In response to the rise of open access, Elsevier is quoted in Outsell’s 2004 report Competitor Assessment: STM – Revolution In The Land Of The Giants as saying that subscription-based journal publishing is “the most effective and efficient way to deliver to researchers a huge volume of high quality, peer reviewed research through increasingly sophisticated online delivery and navigational tools that require substantial investment.” At the time, that’s how most – if not all – scholarly publishers felt, and it was big news when Springer acquired BioMed Central in 2008, the first commercial publisher to dive into open access in a significant way.
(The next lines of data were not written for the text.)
//! Chord generation and the chord-bar widget
//!
//! `ChordBar` wraps `ChordBarState` for the host: it owns the modifier
//! flags and the last rendered key, and turns button clicks into text
//! replacements.

use wasm_bindgen::prelude::*;

use super::helpers::{analysis_error, selection_span, serialize, validate_degree, validation_error};
use crate::harmony::{self, ChordSpec, Extension};
use crate::models::{ChordBarState, Key};
use crate::structure;

/// Chord token for a degree of a key, e.g. `("C", "major", 1, 9, false, false)` → `[CEGBd]`
#[wasm_bindgen(js_name = generateChord)]
pub fn generate_chord(
    tonic: &str,
    mode: &str,
    degree: u8,
    extension: u8,
    additive: bool,
    octave_boost: bool,
) -> Result<String, JsValue> {
    let key = Key::from_names(tonic, mode).map_err(analysis_error)?;
    let extension = Extension::from_number(extension).map_err(analysis_error)?;
    validate_degree(degree).map_err(validation_error)?;

    let spec = ChordSpec::new(key, degree, extension)
        .additive(additive)
        .octave_boost(octave_boost);
    harmony::generate_chord(&spec).map_err(analysis_error)
}

/// Chord-bar widget state, one per editor
#[wasm_bindgen]
pub struct ChordBar {
    state: ChordBarState,
}

impl Default for ChordBar {
    fn default() -> Self {
        Self::new()
    }
}

#[wasm_bindgen]
impl ChordBar {
    #[wasm_bindgen(constructor)]
    pub fn new() -> ChordBar {
        ChordBar {
            state: ChordBarState::new(),
        }
    }

    /// Select 3 (triad), 7, 9, 11 or 13
    #[wasm_bindgen(js_name = setExtension)]
    pub fn set_extension(&mut self, extension: u8) -> Result<(), JsValue> {
        let extension = Extension::from_number(extension).map_err(analysis_error)?;
        self.state.set_extension(extension);
        Ok(())
    }

    #[wasm_bindgen(js_name = setAdditive)]
    pub fn set_additive(&mut self, additive: bool) {
        self.state.set_additive(additive);
    }

    #[wasm_bindgen(js_name = setOctaveBoost)]
    pub fn set_octave_boost(&mut self, enabled: bool) {
        self.state.set_octave_boost(enabled);
    }

    /// Whether the additive toggle is currently on (it is forced off for
    /// triads and sevenths)
    #[wasm_bindgen(getter)]
    pub fn additive(&self) -> bool {
        self.state.additive
    }

    /// True when the key at the cursor differs from the last rendered one
    #[wasm_bindgen(js_name = observeKey)]
    pub fn observe_key(&mut self, text: &str, cursor: usize) -> bool {
        let key = structure::resolve_context(text, cursor).key;
        self.state.observe_key(key)
    }

    /// "D major" style label for the key at the cursor
    #[wasm_bindgen(js_name = headerLabel)]
    pub fn header_label(&self, text: &str, cursor: usize) -> String {
        structure::resolve_context(text, cursor).key.label()
    }

    /// Roman-numeral labels for the seven degree buttons
    #[wasm_bindgen(js_name = buttonLabels)]
    pub fn button_labels(&self, text: &str, cursor: usize) -> js_sys::Array {
        let key = structure::resolve_context(text, cursor).key;
        self.state
            .button_labels(key)
            .into_iter()
            .map(|label| JsValue::from_str(&label))
            .collect()
    }

    /// Replace the selection with the chord for `degree`
    #[wasm_bindgen(js_name = chordClick)]
    pub fn chord_click(&self, text: &str, from: usize, to: usize, degree: u8) -> Result<JsValue, JsValue> {
        let selection = selection_span(text, from, to);
        let edit = self
            .state
            .chord_click(text, selection, degree)
            .map_err(analysis_error)?;
        serialize(&edit, "Failed to serialize chord insertion")
    }

    /// Replace the selection with a rest
    #[wasm_bindgen(js_name = restClick)]
    pub fn rest_click(&self, text: &str, from: usize, to: usize) -> Result<JsValue, JsValue> {
        let edit = self.state.rest_click(selection_span(text, from, to));
        serialize(&edit, "Failed to serialize rest insertion")
    }

    /// Current flags, for persisting the widget across reloads
    #[wasm_bindgen(js_name = getState)]
    pub fn get_state(&self) -> Result<JsValue, JsValue> {
        serialize(&self.state, "Failed to serialize chord bar state")
    }
}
As OA continued to make inroads, Outsell published its first report focused on open access in 2009, An Open Access Primer – Market Size and Trends, covering prevailing business models as well as myriad market drivers. Only two inhibitors were cited in the report: the fundamental cultural change for researchers, and resistance by large commercial publishers. Today, the cultural change aspect appears moot as researchers have more faith in the quality and impact of open access journals. The Taylor & Francis survey of authors, published in June, shows clearly that the majority of the almost 8,000 respondents feel that under the OA model, their research has wider circulation, higher visibility, and larger readership, and will be published faster and drive innovation. In addition, Nature Communications announced it is OA as of this week, the first NPG-branded journal to move to open access, with APCs of 3,150 or $5,200 (plus VAT or taxes, of course), giving researchers comfort that branded elite journals are moving into the open access space.
Finally, the more open culture of today’s startups is helping to move the needle from proprietary technology, paywalled content, and secret journal impact formulas to open source technology, free or freemium content, and an open discussion around analytics, metrics and alternative ways of looking at both.
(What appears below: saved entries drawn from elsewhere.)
//! Parsing module for the ABC authoring assistant
//!
//! The full ABC grammar lives with the host editor. This module holds the
//! tree contract the validator consumes and a small line scanner that
//! produces such a tree when no host parser is available.

pub mod scanner;
pub mod tree;

// Re-export commonly used types
pub use scanner::scan_document;
pub use tree::{node_names, FlatTree, HostTree, SyntaxNode, SyntaxTree, TreeNode};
The second inhibitor cited in the report, resistance from publishers, primarily stemmed from a single issue: finding a business model that would not seriously erode margins. Article publication charges (APCs) in particular presented a challenge as both institutional mechanisms for paying APCs and publisher systems for processing them did not exist or were rudimentary. And when it came to the cost of publishing an article, the basis of determining an APC, the vastly disparate views are represented in responses to the 2003 UK House of Commons Science and Technology Committee enquiry into OA, with BioMed Central stating that the “irreducible cost of peer review per article is between 50 and 200,” and the then-CEO of Nature Publishing Group (NPG) suggesting that a cost of 10,000- 30,000 per article would be required to replace subscription-access revenue from NPG’s flagship journal Nature.
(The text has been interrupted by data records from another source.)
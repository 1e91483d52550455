//! WASM build test
//!
//! Checks that the JS surface works when compiled for the browser.

#![cfg(target_arch = "wasm32")]

use abc_editor_wasm::api::*;
use wasm_bindgen_test::*;

wasm_bindgen_test_configure!(run_in_browser);

#[wasm_bindgen_test]
fn test_generate_chord() {
    let token = generate_chord("C", "major", 1, 9, false, false);
    assert_eq!(token.unwrap(), "[CEGBd]");
}

#[wasm_bindgen_test]
fn test_generate_chord_rejects_bad_degree() {
    assert!(generate_chord("C", "major", 9, 3, false, false).is_err());
}

#[wasm_bindgen_test]
fn test_chord_bar_creation() {
    let mut bar = ChordBar::new();
    assert!(bar.set_extension(9).is_ok());
    assert!(bar.set_extension(4).is_err());

    bar.set_additive(true);
    assert!(bar.additive());
    bar.set_extension(7);
    assert!(!bar.additive());
}

#[wasm_bindgen_test]
fn test_chord_bar_header() {
    let mut bar = ChordBar::new();
    let text = "X:1\nK:Bb\nBcd|";
    assert_eq!(bar.header_label(text, 10), "Bb major");
    assert!(bar.observe_key(text, 10));
    assert!(!bar.observe_key(text, 11));
    assert_eq!(bar.button_labels(text, 10).length(), 7);
}

#[wasm_bindgen_test]
fn test_context_and_validation_calls() {
    assert!(resolve_context_js("X:1\nK:D\nABc", 10).is_ok());
    assert!(analyze_cursor_js("X:1\nK:D\nABc", 10).is_ok());
    assert!(measure_duration("(3ABc", "1/8").is_ok());
    assert!(measure_duration("ABc", "eighth").is_err());
    assert!(validate_document_js("%%bogus").is_ok());
}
Despite the many changes in the scholarly publishing landscape driven by open access – new business models and revenue sources, cascading peer review, devious practices such as predatory and hijacked journals – what remains unchanged is the spectrum across which feelings about open access reside. These passions take the form of new organizations, initiatives, reports, debates around copyright and licenses, and mandates – with some OA advocates railing against profit-driven publishers on one end of the spectrum, and concerns about the quality and ethics of some OA publishing raised at the other.
Today’s status of OA is expressed in a commonly heard phrase: “Open Access is here to stay.” That is difficult to argue with. In 2013, Outsell sized the 2011 open access market at $172 million, growing by 34%. Assuming consistent growth rates, the market will be at around $300 million by the end of 2014, still a mere 1% of the total STM market.
So while open access is at top of mind for most publishers and continues to develop, at the current rate of growth it will be years before it is a significant part of the STM market, and the impact on margins and bottom lines is yet to be determined. While diminished market value is always a possibility, it is not a probability. Publishers and open access advocates – at least the less militant ones – are slowly moving together to make the business model work. While smaller publishers and societies are struggling more than their larger brethren to come to terms with open access, they are involved in the discussion and have not shut it down completely, realizing that it is, in fact, here to stay.
As publishers look to alternative revenue sources, products, and business models, hope springs eternal that both OA advocates and commercial publishers can emerge with some semblance of satisfaction – and profitability. There’s no way of knowing if this will actually happen, but all indications are that both sides, while still not agreeing on every aspect of the debate, are working diligently to make it happen.